▸ WHAT YOU NEED TO DO
The data must be transcribed exactly, with no line missing.

Data items:
//! `WebAuthn` verification policy
//!
//! Runtime policy consulted by the ceremony validators. It is built once
//! (usually from [`crate::settings::VerifierSettings`]) and shared read-only.

use std::collections::HashSet;
use std::fmt;
use std::sync::Arc;

use chrono::Utc;
use serde::{Deserialize, Serialize};

use super::attestation::AttestationType;
use super::extensions::ExtensionPolicy;
use super::trust::TrustAnchorStore;

/// Time source for certificate validity and `SafetyNet` freshness checks
pub trait Clock: Send + Sync + fmt::Debug {
    /// Seconds since the unix epoch
    fn now(&self) -> i64;

    fn now_millis(&self) -> i64 {
        self.now().saturating_mul(1000)
    }
}

#[derive(Debug, Clone, Copy, Default)]
pub struct SystemClock;

impl Clock for SystemClock {
    fn now(&self) -> i64 {
        Utc::now().timestamp()
    }

    fn now_millis(&self) -> i64 {
        Utc::now().timestamp_millis()
    }
}

/// Clock pinned to a unix timestamp (seconds)
#[derive(Debug, Clone, Copy, PartialEq, Eq)]
pub struct FixedClock(pub i64);

impl Clock for FixedClock {
    fn now(&self) -> i64 {
        self.0
    }
}

/// Checks applied to the Android key description extension
#[derive(Debug, Clone, Copy, Default, PartialEq, Eq, Serialize, Deserialize)]
#[serde(default)]
pub struct AndroidKeyPolicy {
    pub require_device_locked: bool,
    pub require_verified_boot: bool,
    /// Only accept origin/purpose from the TEE-enforced authorization list
    pub tee_enforced_only: bool,
}

/// Freshness and integrity requirements for `SafetyNet` responses
#[derive(Debug, Clone, Copy, PartialEq, Eq, Serialize, Deserialize)]
#[serde(default)]
pub struct SafetyNetPolicy {
    pub clock_skew_seconds: u64,
    pub max_age_seconds: u64,
    pub require_cts_profile_match: bool,
}

impl Default for SafetyNetPolicy {
    fn default() -> Self {
        Self {
            clock_skew_seconds: 60,
            max_age_seconds: 60,
            require_cts_profile_match: true,
        }
    }
}

/// `WebAuthn` verification policy
#[derive(Debug, Clone)]
pub struct WebAuthnSettings {
    pub user_verification_required: bool,
    pub user_presence_required: bool,
    pub accepted_attestation_types: HashSet<AttestationType>,
    pub trust_anchors: TrustAnchorStore,
    pub allow_untrusted_attestation: bool,
    pub extension_policy: ExtensionPolicy,
    pub android_key: AndroidKeyPolicy,
    pub safetynet: SafetyNetPolicy,
    pub clock: Arc<dyn Clock>,
}

impl Default for WebAuthnSettings {
    fn default() -> Self {
        Self {
            user_verification_required: false,
            user_presence_required: true,
            accepted_attestation_types: AttestationType::ALL.into_iter().collect(),
            trust_anchors: TrustAnchorStore::empty(),
            allow_untrusted_attestation: false,
            extension_policy: ExtensionPolicy::default(),
            android_key: AndroidKeyPolicy::default(),
            safetynet: SafetyNetPolicy::default(),
            clock: Arc::new(SystemClock),
        }
    }
}

impl WebAuthnSettings {
    #[must_use]
    pub fn with_trust_anchors(mut self, anchors: TrustAnchorStore) -> Self {
        self.trust_anchors = anchors;
        self
    }

    #[must_use]
    pub fn with_clock(mut self, clock: impl Clock + 'static) -> Self {
        self.clock = Arc::new(clock);
        self
    }

    #[must_use]
    pub fn with_accepted_attestation_types<I>(mut self, types: I) -> Self
    where
        I: IntoIterator<Item = AttestationType>,
    {
        self.accepted_attestation_types = types.into_iter().collect();
        self
    }

    #[must_use]
    pub fn accepts(&self, attestation_type: AttestationType) -> bool {
        self.accepted_attestation_types.contains(&attestation_type)
    }
}

#[cfg(test)]
mod tests {
    use super::*;

    #[test]
    fn test_defaults() {
        let settings = WebAuthnSettings::default();
        assert!(!settings.user_verification_required);
        assert!(settings.user_presence_required);
        assert!(!settings.allow_untrusted_attestation);
        assert!(settings.trust_anchors.is_empty());
        for attestation_type in AttestationType::ALL {
            assert!(settings.accepts(attestation_type));
        }
        assert!(settings.safetynet.require_cts_profile_match);
    }

    #[test]
    fn test_fixed_clock_millis() {
        let clock = FixedClock(1_700_000_000);
        assert_eq!(clock.now_millis(), 1_700_000_000_000);
    }
}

▸ TASK SOLUTION
//! `WebAuthn` verification policy
//!
//! Runtime policy consulted by the ceremony validators. It is built once
//! (usually from [`crate::settings::VerifierSettings`]) and shared read-only.

use std::collections::HashSet;
use std::fmt;
use std::sync::Arc;

use chrono::Utc;
use serde::{Deserialize, Serialize};

use super::attestation::AttestationType;
use super::extensions::ExtensionPolicy;
use super::trust::TrustAnchorStore;

/// Time source for certificate validity and `SafetyNet` freshness checks
pub trait Clock: Send + Sync + fmt::Debug {
    /// Seconds since the unix epoch
    fn now(&self) -> i64;

    fn now_millis(&self) -> i64 {
        self.now().saturating_mul(1000)
    }
}

#[derive(Debug, Clone, Copy, Default)]
pub struct SystemClock;

impl Clock for SystemClock {
    fn now(&self) -> i64 {
        Utc::now().timestamp()
    }

    fn now_millis(&self) -> i64 {
        Utc::now().timestamp_millis()
    }
}

/// Clock pinned to a unix timestamp (seconds)
#[derive(Debug, Clone, Copy, PartialEq, Eq)]
pub struct FixedClock(pub i64);

impl Clock for FixedClock {
    fn now(&self) -> i64 {
        self.0
    }
}

/// Checks applied to the Android key description extension
#[derive(Debug, Clone, Copy, Default, PartialEq, Eq, Serialize, Deserialize)]
#[serde(default)]
pub struct AndroidKeyPolicy {
    pub require_device_locked: bool,
    pub require_verified_boot: bool,
    /// Only accept origin/purpose from the TEE-enforced authorization list
    pub tee_enforced_only: bool,
}

/// Freshness and integrity requirements for `SafetyNet` responses
#[derive(Debug, Clone, Copy, PartialEq, Eq, Serialize, Deserialize)]
#[serde(default)]
pub struct SafetyNetPolicy {
    pub clock_skew_seconds: u64,
    pub max_age_seconds: u64,
    pub require_cts_profile_match: bool,
}

impl Default for SafetyNetPolicy {
    fn default() -> Self {
        Self {
            clock_skew_seconds: 60,
            max_age_seconds: 60,
            require_cts_profile_match: true,
        }
    }
}

/// `WebAuthn` verification policy
#[derive(Debug, Clone)]
pub struct WebAuthnSettings {
    pub user_verification_required: bool,
    pub user_presence_required: bool,
    pub accepted_attestation_types: HashSet<AttestationType>,
    pub trust_anchors: TrustAnchorStore,
    pub allow_untrusted_attestation: bool,
    pub extension_policy: ExtensionPolicy,
    pub android_key: AndroidKeyPolicy,
    pub safetynet: SafetyNetPolicy,
    pub clock: Arc<dyn Clock>,
}

impl Default for WebAuthnSettings {
    fn default() -> Self {
        Self {
            user_verification_required: false,
            user_presence_required: true,
            accepted_attestation_types: AttestationType::ALL.into_iter().collect(),
            trust_anchors: TrustAnchorStore::empty(),
            allow_untrusted_attestation: false,
            extension_policy: ExtensionPolicy::default(),
            android_key: AndroidKeyPolicy::default(),
            safetynet: SafetyNetPolicy::default(),
            clock: Arc::new(SystemClock),
        }
    }
}

impl WebAuthnSettings {
    #[must_use]
    pub fn with_trust_anchors(mut self, anchors: TrustAnchorStore) -> Self {
        self.trust_anchors = anchors;
        self
    }

    #[must_use]
    pub fn with_clock(mut self, clock: impl Clock + 'static) -> Self {
        self.clock = Arc::new(clock);
        self
    }

    #[must_use]
    pub fn with_accepted_attestation_types<I>(mut self, types: I) -> Self
    where
        I: IntoIterator<Item = AttestationType>,
    {
        self.accepted_attestation_types = types.into_iter().collect();
        self
    }

    #[must_use]
    pub fn accepts(&self, attestation_type: AttestationType) -> bool {
        self.accepted_attestation_types.contains(&attestation_type)
    }
}

#[cfg(test)]
mod tests {
    use super::*;

    #[test]
    fn test_defaults() {
        let settings = WebAuthnSettings::default();
        assert!(!settings.user_verification_required);
        assert!(settings.user_presence_required);
        assert!(!settings.allow_untrusted_attestation);
        assert!(settings.trust_anchors.is_empty());
        for attestation_type in AttestationType::ALL {
            assert!(settings.accepts(attestation_type));
        }
        assert!(settings.safetynet.require_cts_profile_match);
    }

    #[test]
    fn test_fixed_clock_millis() {
        let clock = FixedClock(1_700_000_000);
        assert_eq!(clock.now_millis(), 1_700_000_000_000);
    }
}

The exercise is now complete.